_Try it_.
Repeat verbatim only the lines from the opening of the material below through the one that contains "was found in.".

════

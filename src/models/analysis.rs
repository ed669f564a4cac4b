use serde::Serialize;

/// A recognised entity span before it is persisted.
#[derive(Debug, Clone, PartialEq, Eq, Serialize)]
pub struct EntityMention {
    pub text: String,
    pub label: String,
}

/// A stored entity mention, linked to the processed text it was found in.
#[derive(Debug, Clone, Serialize)]
pub struct EntityRecord {
    pub id: i64,
    pub entity_text: String,
    pub entity_label: String,
    /// Row ID in `processed_texts`.
    pub chunk_id: i64,
}

/// A topic summary string for a file.
#[derive(Debug, Clone, Serialize)]
pub struct TopicRecord {
    pub file_name: String,
    pub topic: String,
}

/// A dense vector for one processed chunk of a file.
///
/// `chunk_index` is the position of the chunk in the batch the vector was
/// generated from, not a `processed_texts` row ID.
#[derive(Debug, Clone, PartialEq, Serialize)]
pub struct EmbeddingRecord {
    pub file_name: String,
    pub chunk_index: i64,
    pub vector: Vec<f32>,
}

impl EmbeddingRecord {
    /// Encode the vector as little-endian `f32` bytes.
    #[must_use]
    pub fn encode_vector(vector: &[f32]) -> Vec<u8> {
        vector.iter().flat_map(|v| v.to_le_bytes()).collect()
    }

    /// Decode little-endian `f32` bytes. Trailing bytes that do not form a full value are ignored.
    #[must_use]
    pub fn decode_vector(bytes: &[u8]) -> Vec<f32> {
        bytes
            .chunks_exact(4)
            .map(|b| f32::from_le_bytes([b[0], b[1], b[2], b[3]]))
            .collect()
    }
}

/// A k-means label for one embedded chunk.
#[derive(Debug, Clone, PartialEq, Eq, Serialize)]
pub struct ClusterAssignment {
    pub file_name: String,
    /// Same batch-local index as [`EmbeddingRecord::chunk_index`].
    pub chunk_index: i64,
    pub cluster_label: i64,
}
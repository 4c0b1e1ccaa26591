//! Key-value persistence port for the settings and HS stores
//!
//! Values are opaque strings (JSON-encoded by the stores). `JsonFileStore`
//! keeps every key in one JSON document on disk, `MemoryStore` is the
//! in-process fake used by tests.

use crate::error::T2lResult;
use std::collections::BTreeMap;
use std::fs;
use std::path::{Path, PathBuf};
use tracing::debug;

/// Storage key for the destination mapping list
pub const MAPPINGS_KEY: &str = "t2l_mappings";

/// Storage key for the per-VIN HS code table
pub const HS_CODES_KEY: &str = "t2l_hs_codes";

/// Storage key for the colour theme
pub const THEME_KEY: &str = "theme";

/// Storage key for the label language
pub const LANGUAGE_KEY: &str = "language";

/// Minimal string key-value interface
pub trait KeyValueStore {
    fn get(&self, key: &str) -> T2lResult<Option<String>>;
    fn set(&mut self, key: &str, value: &str) -> T2lResult<()>;
    fn remove(&mut self, key: &str) -> T2lResult<()>;
}

impl<S: KeyValueStore + ?Sized> KeyValueStore for &mut S {
    fn get(&self, key: &str) -> T2lResult<Option<String>> {
        (**self).get(key)
    }

    fn set(&mut self, key: &str, value: &str) -> T2lResult<()> {
        (**self).set(key, value)
    }

    fn remove(&mut self, key: &str) -> T2lResult<()> {
        (**self).remove(key)
    }
}

/// In-memory store
#[derive(Debug, Default, Clone)]
pub struct MemoryStore {
    entries: BTreeMap<String, String>,
}

impl MemoryStore {
    pub fn new() -> Self {
        Self::default()
    }

    pub fn len(&self) -> usize {
        self.entries.len()
    }

    pub fn is_empty(&self) -> bool {
        self.entries.is_empty()
    }
}

impl KeyValueStore for MemoryStore {
    fn get(&self, key: &str) -> T2lResult<Option<String>> {
        Ok(self.entries.get(key).cloned())
    }

    fn set(&mut self, key: &str, value: &str) -> T2lResult<()> {
        self.entries.insert(key.to_string(), value.to_string());
        Ok(())
    }

    fn remove(&mut self, key: &str) -> T2lResult<()> {
        self.entries.remove(key);
        Ok(())
    }
}

/// Store backed by a single JSON object file
///
/// The file is re-read on every access and rewritten in full on every
/// mutation. A missing file reads as empty.
#[derive(Debug, Clone)]
pub struct JsonFileStore {
    path: PathBuf,
}

impl JsonFileStore {
    pub fn new<P: AsRef<Path>>(path: P) -> Self {
        Self {
            path: path.as_ref().to_path_buf(),
        }
    }

    pub fn path(&self) -> &Path {
        &self.path
    }

    fn read_all(&self) -> T2lResult<BTreeMap<String, String>> {
        if !self.path.exists() {
            return Ok(BTreeMap::new());
        }
        let content = fs::read_to_string(&self.path)?;
        if content.trim().is_empty() {
            return Ok(BTreeMap::new());
        }
        Ok(serde_json::from_str(&content)?)
    }

    fn write_all(&self, entries: &BTreeMap<String, String>) -> T2lResult<()> {
        if let Some(parent) = self.path.parent() {
            if !parent.as_os_str().is_empty() {
                fs::create_dir_all(parent)?;
            }
        }
        let content = serde_json::to_string_pretty(entries)?;
        fs::write(&self.path, content)?;
        debug!(path = %self.path.display(), keys = entries.len(), "store written");
        Ok(())
    }
}

impl KeyValueStore for JsonFileStore {
    fn get(&self, key: &str) -> T2lResult<Option<String>> {
        Ok(self.read_all()?.remove(key))
    }

    fn set(&mut self, key: &str, value: &str) -> T2lResult<()> {
        let mut entries = self.read_all()?;
        entries.insert(key.to_string(), value.to_string());
        self.write_all(&entries)
    }

    fn remove(&mut self, key: &str) -> T2lResult<()> {
        let mut entries = self.read_all()?;
        if entries.remove(key).is_some() {
            self.write_all(&entries)?;
        }
        Ok(())
    }
}
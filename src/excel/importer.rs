//! Stock importer for .xlsx files

use crate::error::{T2lError, T2lResult};
use crate::stock::{StockRow, StockTable};
use calamine::{open_workbook, Data, Range, Reader, Xlsx};
use std::path::Path;

/// Reads the first worksheet of a stock workbook. Row 0 holds the headers.
pub struct StockImporter {
    path: std::path::PathBuf,
}

impl StockImporter {
    pub fn new<P: AsRef<Path>>(path: P) -> Self {
        Self {
            path: path.as_ref().to_path_buf(),
        }
    }

    pub fn import(&self) -> T2lResult<StockTable> {
        let mut workbook: Xlsx<_> = open_workbook(&self.path)
            .map_err(|e| T2lError::Excel(format!("Failed to open Excel file: {}", e)))?;

        let sheet_name = workbook
            .sheet_names()
            .first()
            .cloned()
            .ok_or_else(|| T2lError::Excel("Workbook has no worksheets".to_string()))?;

        let range = workbook
            .worksheet_range(&sheet_name)
            .map_err(|e| T2lError::Excel(format!("Failed to read sheet '{}': {}", sheet_name, e)))?;

        Ok(Self::range_to_table(&range))
    }

    fn range_to_table(range: &Range<Data>) -> StockTable {
        let (height, width) = range.get_size();
        if height == 0 {
            return StockTable::default();
        }

        let headers: Vec<String> = (0..width)
            .map(|col| {
                range
                    .get((0, col))
                    .map(cell_text)
                    .filter(|name| !name.is_empty())
                    .unwrap_or_else(|| format!("col_{}", col))
            })
            .collect();

        let mut rows = Vec::new();
        for row in 1..height {
            let mut record = StockRow::new();
            for (col, header) in headers.iter().enumerate() {
                let value = range.get((row, col)).map(cell_text).unwrap_or_default();
                record.insert(header.clone(), value);
            }
            if record.values().all(|v| v.is_empty()) {
                continue;
            }
            rows.push(record);
        }

        StockTable::new(headers, rows)
    }
}

/// Cell text as the stock CSV export would show it
fn cell_text(cell: &Data) -> String {
    match cell {
        Data::Empty => String::new(),
        Data::String(s) => s.trim().to_string(),
        Data::Int(i) => i.to_string(),
        Data::Float(f) if f.fract() == 0.0 && f.abs() < 1e15 => format!("{}", *f as i64),
        Data::Float(f) => f.to_string(),
        Data::Bool(b) => b.to_string().to_uppercase(),
        other => other.to_string(),
    }
}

════

_Exercise answer_.
filename src/models/analysis.rs
repository ed669f564a4cac4b
use serde::Serialize;

/// A recognised entity span before it is persisted.
#[derive(Debug, Clone, PartialEq, Eq, Serialize)]
pub struct EntityMention {
    pub text: String,
    pub label: String,
}

/// A stored entity mention, linked to the processed text it was found in.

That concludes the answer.